**What is expected**
Scan the records for "field". Show the matching lines.

**Input**
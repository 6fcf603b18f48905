//! # Command Data Model
//!
//! Commands, sub-commands, options, and the per-invocation data handed to
//! execute callbacks.

use std::fmt;

use crate::error::{Error, Result};

/// Execute callback attached to a command
pub type ExecuteFn = Box<dyn Fn(&Command, &CommandData) -> Result<()>>;

/// A named option (flag) declared on a command
///
/// Options carry presence and description metadata only; no value type is
/// enforced.
#[derive(Debug, Clone, Default)]
pub struct CommandOption {
    pub name: String,
    pub description: String,
    pub aliases: Vec<String>,
}

impl CommandOption {
    /// Create a new option
    pub fn new(name: impl Into<String>, description: impl Into<String>) -> Self {
        Self {
            name: name.into(),
            description: description.into(),
            aliases: Vec::new(),
        }
    }

    /// Add an alias
    pub fn with_alias(mut self, alias: impl Into<String>) -> Self {
        self.aliases.push(alias.into());
        self
    }

    /// Whether `name` matches this option's name or any alias (ASCII
    /// case-insensitive)
    pub fn matches(&self, name: &str) -> bool {
        self.name.eq_ignore_ascii_case(name)
            || self.aliases.iter().any(|a| a.eq_ignore_ascii_case(name))
    }
}

/// Arguments and options supplied for one invocation
///
/// Built by the host per dispatch and passed to the execute callback; not an
/// independent lifecycle entity.
#[derive(Debug, Clone, Default)]
pub struct CommandData {
    pub arguments: Vec<String>,
    pub options: Vec<CommandOption>,
}

impl CommandData {
    /// Create empty invocation data
    pub fn new() -> Self {
        Self::default()
    }

    /// Add an argument
    pub fn with_argument(mut self, argument: impl Into<String>) -> Self {
        self.arguments.push(argument.into());
        self
    }

    /// Add a supplied option
    pub fn with_option(mut self, option: CommandOption) -> Self {
        self.options.push(option);
        self
    }

    /// Invoke `f` for every supplied option matching `name` (name or alias,
    /// case-insensitive)
    ///
    /// Zero invocations when nothing matches; used by callbacks to check
    /// whether the caller supplied a given flag.
    pub fn find_option(&self, name: &str, mut f: impl FnMut(&CommandOption)) {
        for option in &self.options {
            if option.matches(name) {
                f(option);
            }
        }
    }
}

/// A nested command reachable only through its parent
///
/// Matched by exact case-insensitive name; aliases declared here are not
/// consulted during lookup, unlike top-level commands.
#[derive(Debug, Clone, Default)]
pub struct SubCommand {
    pub name: String,
    pub description: String,
    pub usages: Vec<String>,
    pub options: Vec<CommandOption>,
    pub aliases: Vec<String>,
}

impl SubCommand {
    /// Create a new sub-command
    pub fn new(name: impl Into<String>, description: impl Into<String>) -> Self {
        Self {
            name: name.into(),
            description: description.into(),
            usages: Vec::new(),
            options: Vec::new(),
            aliases: Vec::new(),
        }
    }

    /// Add a usage line
    pub fn with_usage(mut self, usage: impl Into<String>) -> Self {
        self.usages.push(usage.into());
        self
    }

    /// Add an option
    pub fn with_option(mut self, option: CommandOption) -> Self {
        self.options.push(option);
        self
    }

    /// Add an alias (kept as metadata; lookup matches names only)
    pub fn with_alias(mut self, alias: impl Into<String>) -> Self {
        self.aliases.push(alias.into());
        self
    }
}

/// A named unit of behavior with options, usage strings, sub-commands,
/// aliases, and an execute callback
pub struct Command {
    pub name: String,
    pub description: String,
    pub options: Vec<CommandOption>,
    pub usages: Vec<String>,
    pub subcommands: Vec<SubCommand>,
    pub aliases: Vec<String>,
    pub execute: Option<ExecuteFn>,
}

impl Command {
    /// Create a new command with no callback
    pub fn new(name: impl Into<String>, description: impl Into<String>) -> Self {
        Self {
            name: name.into(),
            description: description.into(),
            options: Vec::new(),
            usages: Vec::new(),
            subcommands: Vec::new(),
            aliases: Vec::new(),
            execute: None,
        }
    }

    /// Add a usage line
    pub fn with_usage(mut self, usage: impl Into<String>) -> Self {
        self.usages.push(usage.into());
        self
    }

    /// Add an option
    pub fn with_option(mut self, option: CommandOption) -> Self {
        self.options.push(option);
        self
    }

    /// Add a sub-command
    pub fn with_subcommand(mut self, subcommand: SubCommand) -> Self {
        self.subcommands.push(subcommand);
        self
    }

    /// Add an alias
    pub fn with_alias(mut self, alias: impl Into<String>) -> Self {
        self.aliases.push(alias.into());
        self
    }

    /// Set the execute callback
    pub fn with_execute(
        mut self,
        f: impl Fn(&Command, &CommandData) -> Result<()> + 'static,
    ) -> Self {
        self.execute = Some(Box::new(f));
        self
    }

    /// Whether `name` matches this command's name or any alias (ASCII
    /// case-insensitive)
    pub fn matches(&self, name: &str) -> bool {
        self.name.eq_ignore_ascii_case(name)
            || self.aliases.iter().any(|a| a.eq_ignore_ascii_case(name))
    }

    /// Invoke `f` for every declared option matching `name` (name or alias,
    /// case-insensitive)
    ///
    /// Zero invocations when nothing matches.
    pub fn find_option(&self, name: &str, mut f: impl FnMut(&CommandOption)) {
        for option in &self.options {
            if option.matches(name) {
                f(option);
            }
        }
    }

    /// Find a sub-command by exact case-insensitive name
    ///
    /// First match invokes `f`; aliases are never consulted here.
    pub fn find_subcommand(&self, name: &str, f: impl FnOnce(&SubCommand)) -> Result<()> {
        match self
            .subcommands
            .iter()
            .find(|sub| sub.name.eq_ignore_ascii_case(name))
        {
            Some(subcommand) => {
                f(subcommand);
                Ok(())
            }
            None => Err(Error::SubcommandNotFound {
                name: name.to_string(),
            }),
        }
    }

    /// Run the execute callback with the given invocation data
    ///
    /// Commands without a callback succeed as a no-op.
    pub fn run(&self, data: &CommandData) -> Result<()> {
        match &self.execute {
            Some(execute) => execute(self, data),
            None => Ok(()),
        }
    }
}

impl fmt::Debug for Command {
    fn fmt(&self, f: &mut fmt::Formatter<'_>) -> fmt::Result {
        f.debug_struct("Command")
            .field("name", &self.name)
            .field("description", &self.description)
            .field("options", &self.options)
            .field("usages", &self.usages)
            .field("subcommands", &self.subcommands)
            .field("aliases", &self.aliases)
            .field("execute", &self.execute.as_ref().map(|_| "<callback>"))
            .finish()
    }
}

**Reply**
            .field("name", &self.name)
            .field("description", &self.description)
            .field("options", &self.options)
            .field("usages", &self.usages)
            .field("subcommands", &self.subcommands)
            .field("aliases", &self.aliases)
            .field("execute", &self.execute.as_ref().map(|_| "<callback>"))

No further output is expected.